Peroxisome proliferator-activated receptor γ plays dual roles on experimental periodontitis in rats

Aim: To investigate the effects of peroxisome proliferator-activated receptor (PPAR) on inflammation control and bone remodelling in experimental periodontitis in rats. Materials and methods: Experimental periodontitis was induced in rats by thread ligation around cervixes of mandibular first molars. PPAR agonist, antagonist and vehicle were intraperitoneally administrated, respectively, into rats. Ninety-six male SD rats were randomly divided into control, ligation+vehicle, ligation+agonist and ligation+antagonist groups. After 1, 4 and 8weeks, alveolar bone loss was assessed by Micro-CT and HE staining. Inflammation and bone metabolism factors were evaluated by ELISA and immunohistochemical examination. Osteoclasts were quantified by tartrate-resistant acid phosphatase (TRAP) staining. Results: Alveolar bone loss was significantly reduced after 1week, while significantly increased after 8weeks in agonist group, but antagonist group showed the opposite trend.
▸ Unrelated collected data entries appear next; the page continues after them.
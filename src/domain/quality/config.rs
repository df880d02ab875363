use regex::Regex;

use crate::domain::DomainError;

/// Default vague-result vocabulary. The mix of English and Spanish matches
/// the languages the generator is asked to work in.
const DEFAULT_VAGUE_WORDS: &[&str] = &[
    "works",
    "correct(ly)?",
    "properly",
    "fine",
    "good",
    "ok",
    "okay",
    "done",
    "success",
    "funciona",
    "correcto",
    "bien",
];

/// Default generic-precondition phrases, matched against the whole field.
const DEFAULT_GENERIC_PRECONDITIONS: &[&str] = &[
    "the user is (logged in|on the app|in the system)",
    "n/?a",
    "none",
    "ninguna?",
    "no aplica",
];

/// Compiled word-list patterns for the quality scorer.
///
/// The lists are configuration, not literals: entries are regex fragments
/// joined into one case-insensitive pattern, so deployments can tune the
/// vocabulary (or its language) without touching the scorer.
#[derive(Debug, Clone)]
pub struct ScoringConfig {
    vague: Regex,
    generic_preconditions: Regex,
}

impl ScoringConfig {
    /// Build from configured fragments; empty lists fall back to the
    /// built-in defaults.
    pub fn from_word_lists(
        vague_words: &[String],
        generic_preconditions: &[String],
    ) -> Result<Self, DomainError> {
        let vague = join_fragments(vague_words, DEFAULT_VAGUE_WORDS);
        let generic = join_fragments(generic_preconditions, DEFAULT_GENERIC_PRECONDITIONS);

        Ok(Self {
            vague: compile(&format!(r"(?i)\b(?:{vague})\b"))?,
            generic_preconditions: compile(&format!(r"(?i)^(?:{generic})$"))?,
        })
    }

    /// Number of vague-word matches in an expected result
    pub fn vague_matches(&self, text: &str) -> usize {
        self.vague.find_iter(text).count()
    }

    /// Whether a (trimmed) precondition is one of the generic phrases
    pub fn is_generic_precondition(&self, text: &str) -> bool {
        self.generic_preconditions.is_match(text)
    }
}

impl Default for ScoringConfig {
    fn default() -> Self {
        Self::from_word_lists(&[], &[]).expect("built-in scoring patterns are valid")
    }
}

fn join_fragments(configured: &[String], defaults: &[&str]) -> String {
    if configured.is_empty() {
        defaults.join("|")
    } else {
        configured.join("|")
    }
}

fn compile(pattern: &str) -> Result<Regex, DomainError> {
    Regex::new(pattern)
        .map_err(|e| DomainError::configuration(format!("invalid scoring word list: {e}")))
}
//! Parsing pipeline for raw LLM output: fence stripping, truncation-tolerant
//! JSON repair, and structural validation into a [`crate::domain::TestCaseSet`].

mod fence;
mod repair;
mod validate;

pub use fence::strip_fences;
pub use repair::repair_truncated_json;
pub use validate::parse_and_validate;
Agonist decreased some inflammatory cytokines expression after 1 and 4 weeks, downregulated OPG, RUNX2, BMP-2 and upregulated RANKL after 8 weeks, but antagonist brought the opposite effect. PPAR agonist significantly reduced osteoclast counting after 1 week, while increased it after 8weeks. Conclusions: During periodontitis progression, PPAR could inhibit inflammation, prevent bone resorption within a short time, while the long-term PPAR activation would lead to increased bone resorption, and PPAR repression by antagonist would enhance alveolar bone formation.